--- Given records Enclosed Below ---
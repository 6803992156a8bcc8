use serde::{Deserialize, Serialize};

/// A pointer position in viewport pixels.
#[derive(Debug, Clone, Copy, PartialEq, Default, Serialize, Deserialize)]
pub struct Point {
    pub x: f64,
    pub y: f64,
}

impl Point {
    pub const fn new(x: f64, y: f64) -> Self {
        Self { x, y }
    }

    /// Euclidean distance between two points.
    pub fn distance(self, other: Point) -> f64 {
        (self.x - other.x).hypot(self.y - other.y)
    }

    pub fn is_finite(self) -> bool {
        self.x.is_finite() && self.y.is_finite()
    }
}

/// Pan offset of the grid origin relative to the viewport, in pixels.
///
/// Positive `x` moves the grid right (revealing columns with negative index).
#[derive(Debug, Clone, Copy, PartialEq, Default, Serialize, Deserialize)]
pub struct ScrollOffset {
    pub x: f64,
    pub y: f64,
}

impl ScrollOffset {
    pub const ORIGIN: Self = Self { x: 0.0, y: 0.0 };

    pub const fn new(x: f64, y: f64) -> Self {
        Self { x, y }
    }

    /// Offset that keeps `point` at the same lattice position as `anchor`.
    pub fn from_anchor(point: Point, anchor: Point) -> Self {
        Self::new(point.x - anchor.x, point.y - anchor.y)
    }

    /// Anchor for a press at `point` while the grid sits at this offset.
    pub fn anchor_for(self, point: Point) -> Point {
        Point::new(point.x - self.x, point.y - self.y)
    }

    pub fn is_finite(self) -> bool {
        self.x.is_finite() && self.y.is_finite()
    }
}

/// Size of the visible surface in logical pixels.
#[derive(Debug, Clone, Copy, PartialEq, Default, Serialize, Deserialize)]
pub struct ViewportSize {
    pub width: f64,
    pub height: f64,
}

impl ViewportSize {
    pub const fn new(width: f64, height: f64) -> Self {
        Self { width, height }
    }

    /// A viewport with no area (or garbage dimensions) shows nothing.
    pub fn is_renderable(self) -> bool {
        self.width.is_finite() && self.height.is_finite() && self.width > 0.0 && self.height > 0.0
    }
}

/// Position of a cell in the unbounded lattice. Either index may be negative.
#[derive(Debug, Clone, Copy, PartialEq, Eq, Hash, PartialOrd, Ord, Serialize, Deserialize)]
pub struct CellCoordinate {
    pub row: i64,
    pub col: i64,
}

impl CellCoordinate {
    pub const fn new(row: i64, col: i64) -> Self {
        Self { row, col }
    }
}

/// Inclusive rectangle of lattice cells.
#[derive(Debug, Clone, Copy, PartialEq, Eq, Hash, Serialize, Deserialize)]
#[serde(rename_all = "camelCase")]
pub struct CellRange {
    pub first_row: i64,
    pub last_row: i64,
    pub first_col: i64,
    pub last_col: i64,
}

impl CellRange {
    pub const fn new(first_row: i64, last_row: i64, first_col: i64, last_col: i64) -> Self {
        Self {
            first_row,
            last_row,
            first_col,
            last_col,
        }
    }

    /// Number of rows spanned (0 for an inverted range).
    pub fn row_count(&self) -> u64 {
        span(self.first_row, self.last_row)
    }

    /// Number of columns spanned (0 for an inverted range).
    pub fn col_count(&self) -> u64 {
        span(self.first_col, self.last_col)
    }

    /// Total number of cells.
    pub fn len(&self) -> u64 {
        self.row_count().saturating_mul(self.col_count())
    }

    pub fn is_empty(&self) -> bool {
        self.len() == 0
    }

    pub fn contains(&self, cell: CellCoordinate) -> bool {
        (self.first_row..=self.last_row).contains(&cell.row)
            && (self.first_col..=self.last_col).contains(&cell.col)
    }

    /// Cells in row-major order: top to bottom, left to right.
    pub fn iter(&self) -> impl Iterator<Item = CellCoordinate> {
        let (first_col, last_col) = (self.first_col, self.last_col);
        (self.first_row..=self.last_row)
            .flat_map(move |row| (first_col..=last_col).map(move |col| CellCoordinate::new(row, col)))
    }
}

fn span(first: i64, last: i64) -> u64 {
    if last < first {
        0
    } else {
        last.abs_diff(first).saturating_add(1)
    }
}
--- End of Enclosed Given records ---
» Exercise goal: Nothing is to be left out; reproduce each record exactly.

» Solution to this exercise:
repository 6803992156a8bcc8
use serde::{Deserialize, Serialize};

/// A pointer position in viewport pixels.
#[derive(Debug, Clone, Copy, PartialEq, Default, Serialize, Deserialize)]
pub struct Point {
    pub x: f64,
    pub y: f64,
}

impl Point {
    pub const fn new(x: f64, y: f64) -> Self {
        Self { x, y }
    }

    /// Euclidean distance between two points.
    pub fn distance(self, other: Point) -> f64 {
        (self.x - other.x).hypot(self.y - other.y)
    }

    pub fn is_finite(self) -> bool {
        self.x.is_finite() && self.y.is_finite()
    }
}

/// Pan offset of the grid origin relative to the viewport, in pixels.
///
/// Positive `x` moves the grid right (revealing columns with negative index).
#[derive(Debug, Clone, Copy, PartialEq, Default, Serialize, Deserialize)]
pub struct ScrollOffset {
    pub x: f64,
    pub y: f64,
}

impl ScrollOffset {
    pub const ORIGIN: Self = Self { x: 0.0, y: 0.0 };

    pub const fn new(x: f64, y: f64) -> Self {
        Self { x, y }
    }

    /// Offset that keeps `point` at the same lattice position as `anchor`.
    pub fn from_anchor(point: Point, anchor: Point) -> Self {
        Self::new(point.x - anchor.x, point.y - anchor.y)
    }

    /// Anchor for a press at `point` while the grid sits at this offset.
    pub fn anchor_for(self, point: Point) -> Point {
        Point::new(point.x - self.x, point.y - self.y)
    }

    pub fn is_finite(self) -> bool {
        self.x.is_finite() && self.y.is_finite()
    }
}

/// Size of the visible surface in logical pixels.
#[derive(Debug, Clone, Copy, PartialEq, Default, Serialize, Deserialize)]
pub struct ViewportSize {
    pub width: f64,
    pub height: f64,
}

impl ViewportSize {
    pub const fn new(width: f64, height: f64) -> Self {
        Self { width, height }
    }

    /// A viewport with no area (or garbage dimensions) shows nothing.
    pub fn is_renderable(self) -> bool {
        self.width.is_finite() && self.height.is_finite() && self.width > 0.0 && self.height > 0.0
    }
}

/// Position of a cell in the unbounded lattice. Either index may be negative.
#[derive(Debug, Clone, Copy, PartialEq, Eq, Hash, PartialOrd, Ord, Serialize, Deserialize)]
pub struct CellCoordinate {
    pub row: i64,
    pub col: i64,
}

impl CellCoordinate {
    pub const fn new(row: i64, col: i64) -> Self {
        Self { row, col }
    }
}

/// Inclusive rectangle of lattice cells.
#[derive(Debug, Clone, Copy, PartialEq, Eq, Hash, Serialize, Deserialize)]
#[serde(rename_all = "camelCase")]
pub struct CellRange {
    pub first_row: i64,
    pub last_row: i64,
    pub first_col: i64,
    pub last_col: i64,
}

impl CellRange {
    pub const fn new(first_row: i64, last_row: i64, first_col: i64, last_col: i64) -> Self {
        Self {
            first_row,
            last_row,
            first_col,
            last_col,
        }
    }

    /// Number of rows spanned (0 for an inverted range).
    pub fn row_count(&self) -> u64 {
        span(self.first_row, self.last_row)
    }

    /// Number of columns spanned (0 for an inverted range).
    pub fn col_count(&self) -> u64 {
        span(self.first_col, self.last_col)
    }

    /// Total number of cells.
    pub fn len(&self) -> u64 {
        self.row_count().saturating_mul(self.col_count())
    }

    pub fn is_empty(&self) -> bool {
        self.len() == 0
    }

    pub fn contains(&self, cell: CellCoordinate) -> bool {
        (self.first_row..=self.last_row).contains(&cell.row)
            && (self.first_col..=self.last_col).contains(&cell.col)
    }

    /// Cells in row-major order: top to bottom, left to right.
    pub fn iter(&self) -> impl Iterator<Item = CellCoordinate> {
        let (first_col, last_col) = (self.first_col, self.last_col);
        (self.first_row..=self.last_row)
            .flat_map(move |row| (first_col..=last_col).map(move |col| CellCoordinate::new(row, col)))
    }
}

fn span(first: i64, last: i64) -> u64 {
    if last < first {
        0
    } else {
        last.abs_diff(first).saturating_add(1)
    }
}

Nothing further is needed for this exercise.